Devenir dirigeant :

Le jeu des neuf prophéties[1]

 

Guy Pelletier

Professeur

Université de Montréal

 

Sommaire

 

L'apprentissage à la direction constitue le plus souvent un véritable parcours de combattant. Depuis quelques années, bien des scénarios de préparation au métier sont formulés. D'une formation “ certifiante ”, au sein d'établissements d'enseignement supérieur, à une formation sur le tas en solo ou un compagnonnage relevant de pairs en exercice, les avenues sont nombreuses, diversifiées et... complémentaires. Quelles que soient les formes valorisées de préparation au métier, devenir dirigeant constitue toujours le moment d'une rencontre exceptionnelle. La rencontre d'un sujet avec ses croyances...

 

 

Introduction

 

Dans les milieux de la formation en management, on croit trop souvent que les dirigeants appliquent, lors de leurs actions, les théories enseignées dans les salles de cours des universités et des grandes écoles. La réalité est bien autre. Elle est surtout bien plus complexe. S'il est vrai que les dirigeants dans leur action appliquent les grands processus administratifs, dans la pratique peu de choses se déroulent selon les grandes phases prévues. En fait, la théorie du bordel ambiant reflète souvent davantage l'environnement de travail du dirigeant, particulièrement de celui qui est actif, que les théories souvent enseignées peuvent arriver à le traduire. Même les efforts de Mintzberg (1984) pour améliorer la compréhension des dirigeants en action, via l'étude des rôles exercés, possèdent des limites[2].

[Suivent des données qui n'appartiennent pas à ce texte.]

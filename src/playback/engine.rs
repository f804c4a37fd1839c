// Copyright (c) 2026 Robert L. Snyder, Sierra Vista, AZ
// Licensed under the MIT License. See LICENSE file in the project root for details.

//! Playback engine: the coordination facade.
//!
//! Owns the clock, the block store, the reconciler, and the tone
//! adapter, and routes every user intent through one place. Mutations
//! made while playing reconcile synchronously so edits are heard
//! immediately instead of on the next frame tick.

use std::time::Instant;

use tracing::{debug, warn};

use crate::audio::{ToneAdapter, ToneBackend};
use crate::timeline::block::{MAX_FREQUENCY, MIN_DURATION, MIN_FREQUENCY};
use crate::timeline::{Block, BlockId, BlockStore, BlockUpdate, Track, TrackId, Waveform};
use crate::timing::TransportClock;

use super::reconciler::{Reconciler, ToneCommand};

/// The playback and editing engine.
///
/// Single-threaded: all commands and the frame tick run from one
/// driver loop; the only cross-thread boundary is inside the audio
/// backend. Dropping the engine tears down playback in order (voices
/// first, output mix last).
pub struct PlaybackEngine {
    clock: TransportClock,
    store: BlockStore,
    reconciler: Reconciler,
    /// None when the tone backend failed to initialize; timeline and
    /// transport stay functional, sound dispatch becomes a no-op.
    adapter: Option<ToneAdapter>,
    /// At most one selected block; suppresses click-seek routing
    selected: Option<BlockId>,
    /// Origin of the driver timebase
    epoch: Instant,
}

impl PlaybackEngine {
    /// Create an engine with a tone backend
    pub fn new(timeline_duration: f64, backend: Box<dyn ToneBackend>) -> Self {
        Self::build(timeline_duration, Some(ToneAdapter::new(backend)))
    }

    /// Create an engine without sound.
    ///
    /// Used when the tone backend is unavailable (no device, denied
    /// permission). Logged once here; playback commands still run the
    /// clock but dispatch nothing.
    pub fn without_audio(timeline_duration: f64) -> Self {
        warn!("Tone backend unavailable, running silent");
        Self::build(timeline_duration, None)
    }

    fn build(timeline_duration: f64, adapter: Option<ToneAdapter>) -> Self {
        Self {
            clock: TransportClock::new(timeline_duration),
            store: BlockStore::new(),
            reconciler: Reconciler::new(),
            adapter,
            selected: None,
            epoch: Instant::now(),
        }
    }

    /// Seconds elapsed on the driver timebase
    fn now(&self) -> f64 {
        self.epoch.elapsed().as_secs_f64()
    }

    // ---- Queries ----

    /// Get the playhead position in seconds
    pub fn current_time(&self) -> f64 {
        self.clock.current_time()
    }

    /// Check if the transport is playing
    pub fn is_playing(&self) -> bool {
        self.clock.is_playing()
    }

    /// Get the timeline length in seconds
    pub fn timeline_duration(&self) -> f64 {
        self.clock.timeline_duration()
    }

    /// Get all blocks, sorted by start time
    pub fn blocks(&self) -> &[Block] {
        self.store.blocks()
    }

    /// Get a block by id
    pub fn block(&self, id: BlockId) -> Option<&Block> {
        self.store.block(id)
    }

    /// Get all tracks
    pub fn tracks(&self) -> &[Track] {
        self.store.tracks()
    }

    /// Get the ids of the blocks currently sounding, sorted
    pub fn active_block_ids(&self) -> Vec<BlockId> {
        self.reconciler.sounding_ids()
    }

    /// Get the selected block id, if any
    pub fn selected_block(&self) -> Option<BlockId> {
        self.selected
    }

    /// Check whether a tone backend is attached
    pub fn audio_available(&self) -> bool {
        self.adapter.is_some()
    }

    // ---- Transport ----

    /// Start playback from the current position
    pub fn play(&mut self) {
        if self.clock.is_playing() {
            return;
        }
        debug!(position = self.clock.current_time(), "Transport play");
        self.clock.start(self.now());
        self.reconcile_now();
    }

    /// Pause playback, keeping the playhead position
    pub fn pause(&mut self) {
        if !self.clock.is_playing() {
            return;
        }
        debug!(position = self.clock.current_time(), "Transport pause");
        self.clock.stop();
        self.silence_all();
    }

    /// Stop playback and rewind to the timeline origin
    pub fn stop(&mut self) {
        debug!("Transport stop");
        self.clock.stop();
        self.clock.seek(0.0, self.now());
        self.silence_all();
    }

    /// Jump the playhead.
    ///
    /// Suppressed while a block is selected: a click on the timeline
    /// with a selection routes to deselection, not seeking.
    pub fn seek(&mut self, target: f64) {
        if self.selected.is_some() {
            debug!(time = target, "Seek suppressed while a block is selected");
            return;
        }
        self.clock.seek(target, self.now());
        self.reconcile_after_edit();
    }

    /// Frame-driver entry point: advance the clock and reconcile.
    ///
    /// A tick while stopped is a no-op, so a frame callback that fires
    /// after stop cannot restart sound.
    pub fn tick(&mut self) {
        if !self.clock.is_playing() {
            return;
        }
        let auto_stopped = self.clock.tick(self.now());
        if auto_stopped {
            debug!("Timeline end reached, auto-stop");
            self.silence_all();
        } else {
            self.reconcile_now();
        }
    }

    // ---- Edits ----

    /// Add a track and return its id
    pub fn add_track(
        &mut self,
        name: impl Into<String>,
        default_frequency: f32,
        default_waveform: Waveform,
    ) -> TrackId {
        self.store
            .add_track(name, default_frequency, default_waveform)
    }

    /// Remove a track and every block on it.
    ///
    /// Blocks removed by the cascade have their voices stopped
    /// unconditionally, like an explicit delete.
    pub fn remove_track(&mut self, id: TrackId) {
        let removed = self.store.remove_track(id);
        for block in removed {
            self.stop_deleted(block);
        }
        self.reconcile_after_edit();
    }

    /// Add a block on a track at the given time, with the track's
    /// defaults. No-op returning `None` when the track is absent.
    pub fn add_block(&mut self, track_id: TrackId, at_time: f64) -> Option<BlockId> {
        let id = self.store.add_block(track_id, at_time)?;
        self.reconcile_after_edit();
        Some(id)
    }

    /// Delete a block.
    ///
    /// If the block is sounding, its voice is stopped immediately and
    /// unconditionally, bypassing the normal diff: the block no longer
    /// exists to be queried, so the diff alone could not see it.
    pub fn delete_block(&mut self, id: BlockId) {
        if self.store.remove(id).is_none() {
            return;
        }
        self.stop_deleted(id);
        if self.selected == Some(id) {
            self.selected = None;
        }
        self.reconcile_after_edit();
    }

    /// Move a block to a new start time (clamped to the timeline origin)
    pub fn move_block(&mut self, id: BlockId, new_start_time: f64) {
        self.store.update(
            id,
            BlockUpdate {
                start_time: Some(new_start_time.max(0.0)),
                ..Default::default()
            },
        );
        self.reconcile_after_edit();
    }

    /// Resize a block (clamped to the minimum duration)
    pub fn resize_block(&mut self, id: BlockId, new_duration: f64) {
        self.store.update(
            id,
            BlockUpdate {
                duration: Some(new_duration.max(MIN_DURATION)),
                ..Default::default()
            },
        );
        self.reconcile_after_edit();
    }

    /// Set a block's frequency (clamped to the audible range)
    pub fn set_frequency(&mut self, id: BlockId, frequency: f32) {
        self.store.update(
            id,
            BlockUpdate {
                frequency: Some(frequency.clamp(MIN_FREQUENCY, MAX_FREQUENCY)),
                ..Default::default()
            },
        );
        self.reconcile_after_edit();
    }

    /// Set a block's waveform
    pub fn set_waveform(&mut self, id: BlockId, waveform: Waveform) {
        self.store.update(
            id,
            BlockUpdate {
                waveform: Some(waveform),
                ..Default::default()
            },
        );
        self.reconcile_after_edit();
    }

    /// Select a block, or clear the selection with `None`.
    /// Selecting an unknown id clears the selection.
    pub fn select(&mut self, id: Option<BlockId>) {
        self.selected = id.filter(|&id| self.store.block(id).is_some());
    }

    // ---- Internal ----

    /// Unconditional stop for a block that no longer exists
    fn stop_deleted(&mut self, id: BlockId) {
        if self.reconciler.forget(id) {
            if let Some(adapter) = self.adapter.as_mut() {
                adapter.stop(id);
            }
        }
    }

    /// Reconcile after a mutation, but only while playing; edits made
    /// while stopped are picked up when playback starts.
    fn reconcile_after_edit(&mut self) {
        if self.clock.is_playing() {
            self.reconcile_now();
        }
    }

    /// Diff the active set at the current position and dispatch
    fn reconcile_now(&mut self) {
        let commands = self
            .reconciler
            .reconcile(&self.store, self.clock.current_time());
        self.dispatch(&commands);
    }

    /// Stop every sounding voice and clear the baseline
    fn silence_all(&mut self) {
        let commands = self.reconciler.drain();
        self.dispatch(&commands);
    }

    fn dispatch(&mut self, commands: &[ToneCommand]) {
        if commands.is_empty() {
            return;
        }
        if let Some(adapter) = self.adapter.as_mut() {
            adapter.apply(commands);
        }
    }
}

impl Drop for PlaybackEngine {
    fn drop(&mut self) {
        // Baseline first, then the adapter's own ordered teardown
        self.reconciler.drain();
        if let Some(adapter) = self.adapter.as_mut() {
            adapter.shutdown();
        }
    }
}
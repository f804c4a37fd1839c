// Copyright (c) 2026 Robert L. Snyder, Sierra Vista, AZ
// Licensed under the MIT License. See LICENSE file in the project root for details.

//! Playback core: active-set reconciliation and the engine facade.
//!
//! This module provides:
//! - The reconciler that diffs the sounding set against the timeline
//! - The playback engine coordinating clock, store, edits, and audio

pub mod engine;
pub mod reconciler;

pub use engine::PlaybackEngine;
pub use reconciler::{Reconciler, ToneCommand};
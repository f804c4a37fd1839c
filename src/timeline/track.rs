// Copyright (c) 2026 Robert L. Snyder, Sierra Vista, AZ
// Licensed under the MIT License. See LICENSE file in the project root for details.

//! Track representation for the timeline.
//!
//! A track is a named lane grouping zero or more blocks and carrying
//! the defaults applied to blocks created on it.

use super::block::{Waveform, MAX_FREQUENCY, MIN_FREQUENCY};

/// Unique identifier for tracks
pub type TrackId = u64;

/// A named timeline lane
#[derive(Debug, Clone, PartialEq)]
pub struct Track {
    /// Unique identifier, assigned by the store and never reused
    pub id: TrackId,
    /// Track name
    pub name: String,
    /// Frequency assigned to newly added blocks (Hz)
    pub default_frequency: f32,
    /// Waveform assigned to newly added blocks
    pub default_waveform: Waveform,
}

impl Track {
    /// Create a new track with the given defaults.
    /// The default frequency is clamped to the audible range.
    pub fn new(
        id: TrackId,
        name: impl Into<String>,
        default_frequency: f32,
        default_waveform: Waveform,
    ) -> Self {
        Self {
            id,
            name: name.into(),
            default_frequency: default_frequency.clamp(MIN_FREQUENCY, MAX_FREQUENCY),
            default_waveform,
        }
    }
}
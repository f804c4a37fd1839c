// Copyright (c) 2026 Robert L. Snyder, Sierra Vista, AZ
// Licensed under the MIT License. See LICENSE file in the project root for details.

//! Performance benchmarks for TONELINE
//!
//! Run with: cargo bench
//!
//! These benchmarks measure:
//! - Point-in-time membership queries over busy timelines
//! - Full reconciliation passes (the per-frame hot path)

use criterion::{black_box, criterion_group, criterion_main, BenchmarkId, Criterion};

use toneline::{BlockStore, BlockUpdate, Reconciler, Waveform};

/// Build a store with `count` blocks staggered across a 60s timeline
fn busy_store(count: usize) -> BlockStore {
    let mut store = BlockStore::new();
    let track = store.add_track("Bench", 440.0, Waveform::Sine);

    for i in 0..count {
        let start = (i as f64 * 0.1) % 58.0;
        let id = store.add_block(track, start).unwrap();
        store.update(
            id,
            BlockUpdate {
                duration: Some(2.0),
                ..Default::default()
            },
        );
    }
    store
}

/// Benchmark point-in-time membership queries
fn bench_query_active(c: &mut Criterion) {
    let mut group = c.benchmark_group("query_active");

    for count in [16, 64, 256] {
        let store = busy_store(count);
        group.bench_with_input(BenchmarkId::from_parameter(count), &store, |b, store| {
            b.iter(|| store.query_active(black_box(30.0)).len())
        });
    }

    group.finish();
}

/// Benchmark a full reconcile pass with a moving playhead
fn bench_reconcile(c: &mut Criterion) {
    let mut group = c.benchmark_group("reconcile");

    for count in [16, 64, 256] {
        let store = busy_store(count);
        group.bench_with_input(BenchmarkId::from_parameter(count), &store, |b, store| {
            let mut reconciler = Reconciler::new();
            let mut time = 0.0f64;
            b.iter(|| {
                // Advance a frame each iteration so diffs stay non-trivial
                time = (time + 1.0 / 60.0) % 60.0;
                black_box(reconciler.reconcile(store, time).len())
            })
        });
    }

    group.finish();
}

/// Benchmark the no-op diff (steady state inside one active set)
fn bench_reconcile_steady_state(c: &mut Criterion) {
    let store = busy_store(64);
    let mut reconciler = Reconciler::new();
    reconciler.reconcile(&store, 30.0);

    c.bench_function("reconcile_noop", |b| {
        b.iter(|| black_box(reconciler.reconcile(&store, 30.0).len()))
    });
}

criterion_group!(
    benches,
    bench_query_active,
    bench_reconcile,
    bench_reconcile_steady_state
);
criterion_main!(benches);
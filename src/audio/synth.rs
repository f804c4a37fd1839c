// Copyright (c) 2026 Robert L. Snyder, Sierra Vista, AZ
// Licensed under the MIT License. See LICENSE file in the project root for details.

//! Software oscillator bank.
//!
//! Provides the tone generation backend: a bank of phase-accumulator
//! oscillator voices mixed into a shared output, rendered by the cpal
//! stream callback.

use std::sync::{Arc, Mutex};

use tracing::warn;

use super::output::{AudioConfig, AudioOutput};
use super::{AudioError, ToneBackend, ToneId};
use crate::timeline::Waveform;

/// Per-voice amplitude before the master gain
const VOICE_AMPLITUDE: f32 = 0.2;

/// A single oscillator voice
#[derive(Debug)]
struct Voice {
    id: ToneId,
    frequency: f32,
    waveform: Waveform,
    /// Normalized phase in [0, 1)
    phase: f64,
}

impl Voice {
    /// Render the next sample and advance the phase
    fn next_sample(&mut self, sample_rate: f64) -> f32 {
        let sample = self.waveform.sample(self.phase) * VOICE_AMPLITUDE;
        self.phase += self.frequency as f64 / sample_rate;
        if self.phase >= 1.0 {
            self.phase -= 1.0;
        }
        sample
    }
}

/// Bank of live oscillator voices sharing one output mix.
///
/// Mutated from the engine thread and rendered from the audio callback
/// thread; both sides go through the same mutex.
#[derive(Debug)]
pub struct VoiceBank {
    voices: Vec<Voice>,
    /// Master gain applied to the mixed output (0.0 - 1.0)
    gain: f32,
    /// Sample rate for phase advancement
    sample_rate: f64,
}

impl VoiceBank {
    /// Create an empty bank
    pub fn new(sample_rate: f64, gain: f32) -> Self {
        Self {
            voices: Vec::new(),
            gain: gain.clamp(0.0, 1.0),
            sample_rate,
        }
    }

    /// Add a voice. The oscillator starts at phase zero.
    fn add(&mut self, id: ToneId, frequency: f32, waveform: Waveform) {
        self.voices.push(Voice {
            id,
            frequency,
            waveform,
            phase: 0.0,
        });
    }

    /// Remove a voice by id. Returns false if the id is unknown.
    fn remove(&mut self, id: ToneId) -> bool {
        let before = self.voices.len();
        self.voices.retain(|v| v.id != id);
        self.voices.len() != before
    }

    /// Retune a voice in place, preserving its phase
    fn set_frequency(&mut self, id: ToneId, frequency: f32) {
        if let Some(voice) = self.voices.iter_mut().find(|v| v.id == id) {
            voice.frequency = frequency;
        }
    }

    /// Reshape a voice in place, preserving its phase
    fn set_waveform(&mut self, id: ToneId, waveform: Waveform) {
        if let Some(voice) = self.voices.iter_mut().find(|v| v.id == id) {
            voice.waveform = waveform;
        }
    }

    /// Number of live voices
    pub fn len(&self) -> usize {
        self.voices.len()
    }

    /// Check if the bank has no voices
    pub fn is_empty(&self) -> bool {
        self.voices.is_empty()
    }

    /// Remove all voices
    fn clear(&mut self) {
        self.voices.clear();
    }

    /// Set master gain (0.0 - 1.0)
    pub fn set_gain(&mut self, gain: f32) {
        self.gain = gain.clamp(0.0, 1.0);
    }

    /// Get current gain
    pub fn gain(&self) -> f32 {
        self.gain
    }

    /// Mix all voices into an interleaved buffer.
    ///
    /// The same mixed sample goes to every channel of a frame.
    pub fn render(&mut self, buffer: &mut [f32], channels: usize) {
        if channels == 0 {
            return;
        }
        for frame in buffer.chunks_mut(channels) {
            let mut mixed = 0.0f32;
            for voice in self.voices.iter_mut() {
                mixed += voice.next_sample(self.sample_rate);
            }
            mixed *= self.gain;
            for sample in frame.iter_mut() {
                *sample = mixed;
            }
        }
    }
}

/// Tone backend rendering oscillator voices through cpal.
///
/// The output stream is created once at construction and released on
/// shutdown, after all voices have been cleared.
pub struct SynthBackend {
    bank: Arc<Mutex<VoiceBank>>,
    output: Option<AudioOutput>,
    next_id: ToneId,
}

impl SynthBackend {
    /// Create a backend and open the output stream
    pub fn new(config: AudioConfig, gain: f32) -> Result<Self, AudioError> {
        let bank = Arc::new(Mutex::new(VoiceBank::new(config.sample_rate as f64, gain)));

        let render_bank = Arc::clone(&bank);
        let output = AudioOutput::new(config, move |buffer, channels| {
            if let Ok(mut bank) = render_bank.lock() {
                bank.render(buffer, channels);
            }
        })?;

        Ok(Self {
            bank,
            output: Some(output),
            next_id: 1,
        })
    }

    /// Get the shared voice bank
    pub fn bank(&self) -> Arc<Mutex<VoiceBank>> {
        Arc::clone(&self.bank)
    }

    /// Get output latency in milliseconds, if the stream is open
    pub fn latency_ms(&self) -> Option<f64> {
        self.output.as_ref().map(|o| o.latency_ms())
    }
}

impl ToneBackend for SynthBackend {
    fn start_tone(&mut self, frequency: f32, waveform: Waveform) -> Result<ToneId, AudioError> {
        if self.output.is_none() {
            return Err(AudioError::Unavailable);
        }
        let mut bank = self.bank.lock().map_err(|_| AudioError::LockFailed)?;
        let id = self.next_id;
        self.next_id += 1;
        bank.add(id, frequency, waveform);
        Ok(id)
    }

    fn stop_tone(&mut self, id: ToneId) {
        if let Ok(mut bank) = self.bank.lock() {
            bank.remove(id);
        }
    }

    fn set_frequency(&mut self, id: ToneId, frequency: f32) {
        if let Ok(mut bank) = self.bank.lock() {
            bank.set_frequency(id, frequency);
        }
    }

    fn set_waveform(&mut self, id: ToneId, waveform: Waveform) {
        if let Ok(mut bank) = self.bank.lock() {
            bank.set_waveform(id, waveform);
        }
    }

    fn voice_count(&self) -> usize {
        self.bank.lock().map(|bank| bank.len()).unwrap_or(0)
    }

    fn shutdown(&mut self) {
        // Voices first, stream last
        match self.bank.lock() {
            Ok(mut bank) => bank.clear(),
            Err(_) => warn!("Voice bank lock poisoned during shutdown"),
        }
        self.output = None;
    }
}

impl Drop for SynthBackend {
    fn drop(&mut self) {
        self.shutdown();
    }
}

#[cfg(test)]
mod tests {
    use super::*;

    #[test]
    fn test_bank_add_remove() {
        let mut bank = VoiceBank::new(44100.0, 0.5);
        assert!(bank.is_empty());

        bank.add(1, 440.0, Waveform::Sine);
        bank.add(2, 220.0, Waveform::Square);
        assert_eq!(bank.len(), 2);

        assert!(bank.remove(1));
        assert_eq!(bank.len(), 1);
        assert!(!bank.remove(1));
    }

    #[test]
    fn test_bank_gain_clamped() {
        let mut bank = VoiceBank::new(44100.0, 2.0);
        assert_eq!(bank.gain(), 1.0);

        bank.set_gain(-0.5);
        assert_eq!(bank.gain(), 0.0);

        bank.set_gain(0.8);
        assert!((bank.gain() - 0.8).abs() < 1e-6);
    }

    #[test]
    fn test_render_empty_bank_is_silence() {
        let mut bank = VoiceBank::new(44100.0, 1.0);
        let mut buffer = vec![1.0f32; 64];

        bank.render(&mut buffer, 2);
        assert!(buffer.iter().all(|&s| s == 0.0));
    }

    #[test]
    fn test_render_square_voice() {
        // A square wave at a quarter of the sample rate alternates
        // every other sample starting positive
        let mut bank = VoiceBank::new(4.0, 1.0);
        bank.add(1, 1.0, Waveform::Square);

        let mut buffer = vec![0.0f32; 4];
        bank.render(&mut buffer, 1);

        assert_eq!(buffer[0], VOICE_AMPLITUDE);
        assert_eq!(buffer[1], VOICE_AMPLITUDE);
        assert_eq!(buffer[2], -VOICE_AMPLITUDE);
        assert_eq!(buffer[3], -VOICE_AMPLITUDE);
    }

    #[test]
    fn test_render_mixes_voices() {
        let mut bank = VoiceBank::new(4.0, 1.0);
        bank.add(1, 1.0, Waveform::Square);
        bank.add(2, 1.0, Waveform::Square);

        let mut buffer = vec![0.0f32; 2];
        bank.render(&mut buffer, 1);
        assert!((buffer[0] - 2.0 * VOICE_AMPLITUDE).abs() < 1e-6);
    }

    #[test]
    fn test_render_interleaves_channels() {
        let mut bank = VoiceBank::new(4.0, 1.0);
        bank.add(1, 1.0, Waveform::Square);

        let mut buffer = vec![0.0f32; 4];
        bank.render(&mut buffer, 2);

        // Both channels of each frame carry the same sample
        assert_eq!(buffer[0], buffer[1]);
        assert_eq!(buffer[2], buffer[3]);
    }

    #[test]
    fn test_set_frequency_preserves_phase() {
        let mut bank = VoiceBank::new(8.0, 1.0);
        bank.add(1, 1.0, Waveform::Sawtooth);

        let mut buffer = vec![0.0f32; 2];
        bank.render(&mut buffer, 1);

        bank.set_frequency(1, 2.0);
        let phase = bank.voices[0].phase;
        assert!(phase > 0.0); // retune did not reset the oscillator
    }
}
//! Fuzz target for the streaming Murmur3 API.
//!
//! Any chunking of the input must give the one-shot digest, and a
//! finalize in the middle must not disturb the stream.

#![no_main]

use arbitrary::Arbitrary;
use hashes::fast::{Murmur3_32, Murmur3_128};
use libfuzzer_sys::fuzz_target;
use traits::{FastHash, StreamingHash};

#[derive(Arbitrary, Debug)]
struct Input {
  data: Vec<u8>,
  seed32: u32,
  seed64: u64,
  /// Chunk sizes for streaming updates
  chunk_sizes: Vec<u8>,
}

fuzz_target!(|input: Input| {
  check_streaming::<Murmur3_32>(&input.data, input.seed32, &input.chunk_sizes);
  check_streaming::<Murmur3_128>(&input.data, input.seed64, &input.chunk_sizes);
});

fn check_streaming<H: StreamingHash>(data: &[u8], seed: H::Seed, chunk_sizes: &[u8]) {
  let expected = H::hash_with_seed(seed, data);

  let mut hasher = H::with_seed(seed);
  let mut rest = data;
  let mut chunk_idx = 0;

  while !rest.is_empty() {
    let chunk_size = if chunk_sizes.is_empty() {
      1
    } else {
      usize::from(chunk_sizes[chunk_idx % chunk_sizes.len()]).max(1)
    };

    let (chunk, tail) = rest.split_at(chunk_size.min(rest.len()));
    hasher.update(chunk);
    // Peeking must be side-effect free.
    let _ = hasher.finalize();
    rest = tail;
    chunk_idx += 1;
  }

  assert_eq!(hasher.finalize(), expected, "streaming mismatch, len={}", data.len());

  let fork = hasher.clone();
  hasher.reset();
  hasher.update(data);
  assert_eq!(hasher.finalize(), expected, "reset mismatch, len={}", data.len());
  assert_eq!(fork.finalize(), expected, "clone mismatch, len={}", data.len());
}
use core::hint::black_box;

use criterion::{BenchmarkGroup, Throughput, measurement::WallTime};
use hashes::fast::murmur3::{x64_128, x86_32};

/// Typical hash-table keys, then bulk payloads.
const KEY_AND_BULK_LENGTHS: [usize; 6] = [8, 24, 100, 1024, 64 * 1024, 1024 * 1024];

/// Filler bytes from a splitmix64 stream, so no input is all zeros.
pub fn pseudo_random_bytes(len: usize, seed: u64) -> Vec<u8> {
  let mut state = seed;
  let mut out = Vec::with_capacity(len);
  while out.len() < len {
    state = state.wrapping_add(0x9e37_79b9_7f4a_7c15);
    let mut z = state;
    z = (z ^ (z >> 30)).wrapping_mul(0xbf58_476d_1ce4_e5b9);
    z = (z ^ (z >> 27)).wrapping_mul(0x94d0_49bb_1331_11eb);
    z ^= z >> 31;
    let take = (len - out.len()).min(8);
    out.extend_from_slice(&z.to_le_bytes()[..take]);
  }
  black_box(&out);
  out
}

/// One below, at, and one past each block size (and its double), plus the empty input.
fn boundary_lengths() -> Vec<usize> {
  let mut lens = vec![0];
  for block in [x86_32::BLOCK_SIZE, x64_128::BLOCK_SIZE] {
    for whole in [block, 2 * block] {
      lens.extend([whole - 1, whole, whole + 1]);
    }
  }
  lens
}

pub fn sized_inputs() -> Vec<(usize, Vec<u8>)> {
  let mut lens = boundary_lengths();
  lens.extend(KEY_AND_BULK_LENGTHS);
  lens.sort_unstable();
  lens.dedup();
  lens.into_iter().map(|len| (len, pseudo_random_bytes(len, len as u64 ^ 0x6d75_726d))).collect()
}

pub fn set_throughput(group: &mut BenchmarkGroup<'_, WallTime>, len: usize) {
  group.throughput(match len {
    0 => Throughput::Elements(1),
    n => Throughput::Bytes(n as u64),
  });
}
//! Command-line arguments and the validated configuration built from them.
//!
//! Every option can also come from a `MURMUR3SUM_*` environment variable;
//! flags on the command line win.

use core::num::{NonZeroUsize, ParseIntError};
use std::path::PathBuf;

use clap::{ArgAction, Parser, ValueEnum};
use log::LevelFilter;

use crate::{
  error::{Error, Result},
  sum::Algorithm,
};

pub const DEFAULT_BUFFER_SIZE: usize = 64 * 1024;

/// Print or check Murmur3 digests.
///
/// With no FILE, or when FILE is -, read standard input.
#[derive(Debug, Parser)]
#[command(name = "murmur3sum", version, about)]
pub struct Args {
  /// Digest width: 32 (x86_32) or 128 (x64_128).
  #[arg(short, long, value_enum, env = "MURMUR3SUM_BITS", default_value = "32")]
  pub bits: Bits,

  /// Seed, decimal or 0x-prefixed hex. Must fit in 32 bits for --bits 32.
  #[arg(short, long, env = "MURMUR3SUM_SEED", default_value = "0", value_parser = parse_seed)]
  pub seed: u64,

  /// Bytes read from an input per call.
  #[arg(long, env = "MURMUR3SUM_BUFFER_SIZE", default_value_t = DEFAULT_BUFFER_SIZE)]
  pub buffer_size: usize,

  /// Read digests from the FILEs and verify them.
  #[arg(short, long)]
  pub check: bool,

  /// More logging on stderr (repeatable).
  #[arg(short, long, action = ArgAction::Count, conflicts_with = "quiet")]
  pub verbose: u8,

  /// Only report errors; in check mode, don't print OK lines.
  #[arg(short, long)]
  pub quiet: bool,

  #[arg(value_name = "FILE")]
  pub files: Vec<PathBuf>,
}

#[derive(Debug, Clone, Copy, PartialEq, Eq, ValueEnum)]
pub enum Bits {
  #[value(name = "32")]
  X86_32,
  #[value(name = "128")]
  X64_128,
}

impl Args {
  pub fn log_level(&self) -> LevelFilter {
    if self.quiet {
      return LevelFilter::Error;
    }
    match self.verbose {
      0 => LevelFilter::Warn,
      1 => LevelFilter::Info,
      2 => LevelFilter::Debug,
      _ => LevelFilter::Trace,
    }
  }
}

/// Accept `123` or `0x7b`.
fn parse_seed(s: &str) -> Result<u64, ParseIntError> {
  match s.strip_prefix("0x").or_else(|| s.strip_prefix("0X")) {
    Some(hex) => u64::from_str_radix(hex, 16),
    None => s.parse(),
  }
}

/// Validated run configuration.
#[derive(Debug, Clone, PartialEq, Eq)]
pub struct Config {
  pub algorithm: Algorithm,
  pub buffer_size: NonZeroUsize,
  pub check: bool,
  pub quiet: bool,
  pub files: Vec<PathBuf>,
}

impl TryFrom<Args> for Config {
  type Error = Error;

  fn try_from(args: Args) -> Result<Self> {
    let algorithm = Algorithm::new(args.bits, args.seed)?;
    let buffer_size = NonZeroUsize::new(args.buffer_size).ok_or(Error::ZeroBufferSize)?;
    let files = if args.files.is_empty() { vec![PathBuf::from("-")] } else { args.files };
    Ok(Self { algorithm, buffer_size, check: args.check, quiet: args.quiet, files })
  }
}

Par ailleurs, les dirigeants dans leurs pratiques quotidiennes croient mettre en œuvre les théories qu'ils professent. Or, les contraintes permanentes de l'action, la propension chez bien des dirigeants à vivre aux limites de leurs capacités et les difficultés qu'ils éprouvent à analyser leur pratique font en sorte qu'il existe des écarts considérables entre les théories professées par ces derniers et les théories qu'ils mettent vraiment en pratique[3]. Les dirigeants ne sont pas sans éprouver de difficulté à apprendre de leur pratique et, en conséquence, cela hypothèque leur capacité de pouvoir soutenir avec habileté la formation en exercice de leurs collègues novices. En fait, la mise au point et la réalisation au quotidien d'une formation qualifiante, nécessite du temps, des ressources et des compétences qui ne sont pas partagés par tous. Cela prend aussi la volonté d'un certain recul à l'égard de son action quotidienne et de l'intérêt pour la transposition didactique. Autant il est possible de réaliser de nombreux apprentissages lors des premières années dans une fonction, autant nous sommes susceptibles de devenir les victimes de nos routines, de nos habitudes, de nos manières, acquises au cours des années, de voir et d'appréhender l'action. Bref, nous sommes trop fréquemment les prisonniers de nos succès passés. Telle action réussie dans un tel contexte a vite tendance à se transformer en réponse acquise pour les situations à venir.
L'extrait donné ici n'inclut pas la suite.